Among these entries, how many lines have the string "match" in them? Only the number is needed.

--- Exercise material Enclosed Below ---

//! Per-connection state shared between the owning poller and worker threads.

use parking_lot::{Mutex, MutexGuard};
use std::io;
use std::net::SocketAddr;
use std::sync::atomic::{AtomicBool, AtomicI64, AtomicU8, AtomicU64, AtomicUsize, Ordering};
use std::sync::{Arc, OnceLock, Weak};
use std::time::Instant;

use crate::channel::Channel;
use crate::endpoint::Shared;
use crate::event::Ops;
use crate::poller::PollerHandle;
use crate::sendfile::{SendfileData, SendfileState};

/// Sentinel for "not registered on a selector yet".
pub(crate) const NO_TOKEN: usize = usize::MAX;

/// Milliseconds on a process-local monotonic clock.
pub(crate) fn now_millis() -> u64 {
    static EPOCH: OnceLock<Instant> = OnceLock::new();
    EPOCH.get_or_init(Instant::now).elapsed().as_millis() as u64
}

/// Wrapper around one accepted connection.
///
/// Bound to exactly one poller from registration until close. The interest
/// set mirrors the selector's interest for the connection's key and is only
/// mutated by the owning poller; other threads request changes through the
/// poller's event queue. The attachment flag is the idempotency guard for
/// teardown: whichever thread detaches it runs cleanup and performs the
/// single connection-latch decrement.
pub struct Connection {
    pub(crate) channel: Mutex<Channel>,
    shared: Arc<Shared>,
    poller: Arc<PollerHandle>,
    /// Self-reference for enqueuing this wrapper on the poller's queue.
    me: Weak<Connection>,
    peer: SocketAddr,
    secure: bool,
    token: AtomicUsize,
    interest: AtomicU8,
    attached: AtomicBool,
    closed: AtomicBool,
    last_read: AtomicU64,
    last_write: AtomicU64,
    read_timeout: AtomicU64,
    write_timeout: AtomicU64,
    keep_alive_left: AtomicI64,
    error: Mutex<Option<io::Error>>,
    sendfile: Mutex<Option<SendfileData>>,
}

impl Connection {
    pub(crate) fn create(
        channel: Channel,
        shared: Arc<Shared>,
        poller: Arc<PollerHandle>,
        peer: SocketAddr,
        secure: bool,
    ) -> Arc<Self> {
        let now = now_millis();
        let so_timeout = shared.config.socket.so_timeout_ms;
        let keep_alive = shared.config.max_keep_alive_requests;
        Arc::new_cyclic(|me| Self {
            channel: Mutex::new(channel),
            shared,
            poller,
            me: me.clone(),
            peer,
            secure,
            token: AtomicUsize::new(NO_TOKEN),
            interest: AtomicU8::new(Ops::NONE.bits()),
            attached: AtomicBool::new(true),
            closed: AtomicBool::new(false),
            last_read: AtomicU64::new(now),
            last_write: AtomicU64::new(now),
            read_timeout: AtomicU64::new(so_timeout),
            write_timeout: AtomicU64::new(so_timeout),
            keep_alive_left: AtomicI64::new(keep_alive),
            error: Mutex::new(None),
            sendfile: Mutex::new(None),
        })
    }

    // --- handler-facing I/O ---

    /// Non-blocking read. `Ok(0)` is end-of-stream.
    pub fn read(&self, buf: &mut [u8]) -> io::Result<usize> {
        let n = self.channel.lock().read(buf)?;
        self.update_last_read();
        Ok(n)
    }

    /// Non-blocking write; returns bytes accepted into the channel.
    pub fn write(&self, data: &[u8]) -> io::Result<usize> {
        let n = self.channel.lock().write(data)?;
        self.update_last_write();
        Ok(n)
    }

    /// Drain buffered outbound bytes; `true` once everything is on the wire.
    pub fn flush_outbound(&self) -> io::Result<bool> {
        self.channel.lock().flush_outbound()
    }

    /// Blocking read for handler code that needs to wait for a body without
    /// involving the poller: waits for readiness on a borrowed helper
    /// selector, bounded by the connection's read timeout.
    pub fn read_blocking(&self, buf: &mut [u8]) -> io::Result<usize> {
        let timeout = self.read_timeout.load(Ordering::Relaxed);
        loop {
            match self.read(buf) {
                Err(e) if e.kind() == io::ErrorKind::WouldBlock => {
                    self.wait_ready(Ops::READ, timeout)?;
                }
                other => return other,
            }
        }
    }

    /// Blocking write of the whole buffer, bounded by the write timeout.
    pub fn write_blocking(&self, data: &[u8]) -> io::Result<()> {
        let timeout = self.write_timeout.load(Ordering::Relaxed);
        let mut written = 0;
        while written < data.len() {
            let result = self.channel.lock().write(&data[written..]);
            match result {
                Ok(n) => {
                    written += n;
                    self.update_last_write();
                }
                Err(e) if e.kind() == io::ErrorKind::WouldBlock => {
                    self.wait_ready(Ops::WRITE, timeout)?;
                }
                Err(e) => return Err(e),
            }
        }
        loop {
            if self.channel.lock().flush_outbound()? {
                return Ok(());
            }
            self.wait_ready(Ops::WRITE, timeout)?;
        }
    }

    fn wait_ready(&self, ops: Ops, timeout_ms: u64) -> io::Result<()> {
        let fd = self
            .channel
            .lock()
            .raw_fd()
            .ok_or_else(|| io::Error::from(io::ErrorKind::NotConnected))?;
        if self.shared.selectors.block_on_ready(fd, ops, timeout_ms)? {
            Ok(())
        } else {
            Err(io::ErrorKind::TimedOut.into())
        }
    }

    // --- interest registration ---

    /// Ask the owning poller to add read interest for this connection.
    pub fn register_read_interest(&self) {
        if let Some(me) = self.me.upgrade() {
            self.poller.add(&self.shared, &me, Ops::READ);
        }
    }

    /// Ask the owning poller to add write interest for this connection.
    pub fn register_write_interest(&self) {
        if let Some(me) = self.me.upgrade() {
            self.poller.add(&self.shared, &me, Ops::WRITE);
        }
    }

    // --- sendfile ---

    /// Attach a sendfile transfer and drive the first step on the calling
    /// worker thread. On `Done` the caller re-registers interest itself; on
    /// `Pending` the poller takes over via write readiness.
    pub fn start_sendfile(&self, data: SendfileData) -> SendfileState {
        *self.sendfile.lock() = Some(data);
        match crate::poller::sendfile_transfer(self) {
            Ok(crate::poller::SendfileProgress::Done(_)) => SendfileState::Done,
            Ok(crate::poller::SendfileProgress::Pending) => {
                self.register_write_interest();
                SendfileState::Pending
            }
            Err(e) => {
                tracing::debug!(peer = %self.peer, "sendfile failed: {e}");
                SendfileState::Error
            }
        }
    }

    pub(crate) fn has_sendfile(&self) -> bool {
        self.sendfile.lock().is_some()
    }

    pub(crate) fn sendfile_lock(&self) -> MutexGuard<'_, Option<SendfileData>> {
        self.sendfile.lock()
    }

    // --- observability ---

    pub fn peer_addr(&self) -> SocketAddr {
        self.peer
    }

    pub fn is_secure(&self) -> bool {
        self.secure
    }

    pub fn is_closed(&self) -> bool {
        self.closed.load(Ordering::Acquire)
    }

    /// Take the deferred error recorded on this connection (set before an
    /// `Error` event is dispatched).
    pub fn take_error(&self) -> Option<io::Error> {
        self.error.lock().take()
    }

    pub fn keep_alive_remaining(&self) -> i64 {
        self.keep_alive_left.load(Ordering::Relaxed)
    }

    pub fn read_timeout_ms(&self) -> u64 {
        self.read_timeout.load(Ordering::Relaxed)
    }

    pub fn set_read_timeout_ms(&self, timeout: u64) {
        self.read_timeout.store(timeout, Ordering::Relaxed);
    }

    pub fn write_timeout_ms(&self) -> u64 {
        self.write_timeout.load(Ordering::Relaxed)
    }

    pub fn set_write_timeout_ms(&self, timeout: u64) {
        self.write_timeout.store(timeout, Ordering::Relaxed);
    }

    // --- crate internals ---

    pub(crate) fn shared(&self) -> &Arc<Shared> {
        &self.shared
    }

    pub(crate) fn poller(&self) -> &Arc<PollerHandle> {
        &self.poller
    }

    pub(crate) fn token(&self) -> usize {
        self.token.load(Ordering::Acquire)
    }

    pub(crate) fn set_token(&self, token: usize) {
        self.token.store(token, Ordering::Release);
    }

    pub(crate) fn interest_ops(&self) -> Ops {
        Ops::from_bits(self.interest.load(Ordering::Acquire))
    }

    pub(crate) fn set_interest(&self, ops: Ops) {
        self.interest.store(ops.bits(), Ordering::Release);
    }

    /// Detach the wrapper from its key. Returns `true` for exactly one
    /// caller; that caller owns teardown and the latch decrement.
    pub(crate) fn detach(&self) -> bool {
        self.attached.swap(false, Ordering::AcqRel)
    }

    pub(crate) fn is_detached(&self) -> bool {
        !self.attached.load(Ordering::Acquire)
    }

    pub(crate) fn set_closed(&self) {
        self.closed.store(true, Ordering::Release);
    }

    pub(crate) fn update_last_read(&self) {
        self.last_read.fetch_max(now_millis(), Ordering::AcqRel);
    }

    pub(crate) fn update_last_write(&self) {
        self.last_write.fetch_max(now_millis(), Ordering::AcqRel);
    }

    pub(crate) fn last_read(&self) -> u64 {
        self.last_read.load(Ordering::Relaxed)
    }

    pub(crate) fn last_write(&self) -> u64 {
        self.last_write.load(Ordering::Relaxed)
    }

    pub(crate) fn set_error(&self, error: io::Error) {
        *self.error.lock() = Some(error);
    }

    /// Consume one unit of the keep-alive budget; returns what is left.
    /// Unlimited budgets (configured as -1) never run out.
    pub(crate) fn consume_keep_alive(&self) -> i64 {
        if self.shared.config.max_keep_alive_requests < 0 {
            return i64::MAX;
        }
        (self.keep_alive_left.fetch_sub(1, Ordering::AcqRel) - 1).max(0)
    }

    /// Swap the channel out for recycling after close.
    pub(crate) fn take_channel(&self) -> Channel {
        std::mem::replace(&mut *self.channel.lock(), Channel::shell())
    }
}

--- End of Enclosed Exercise material ---

Task output | 3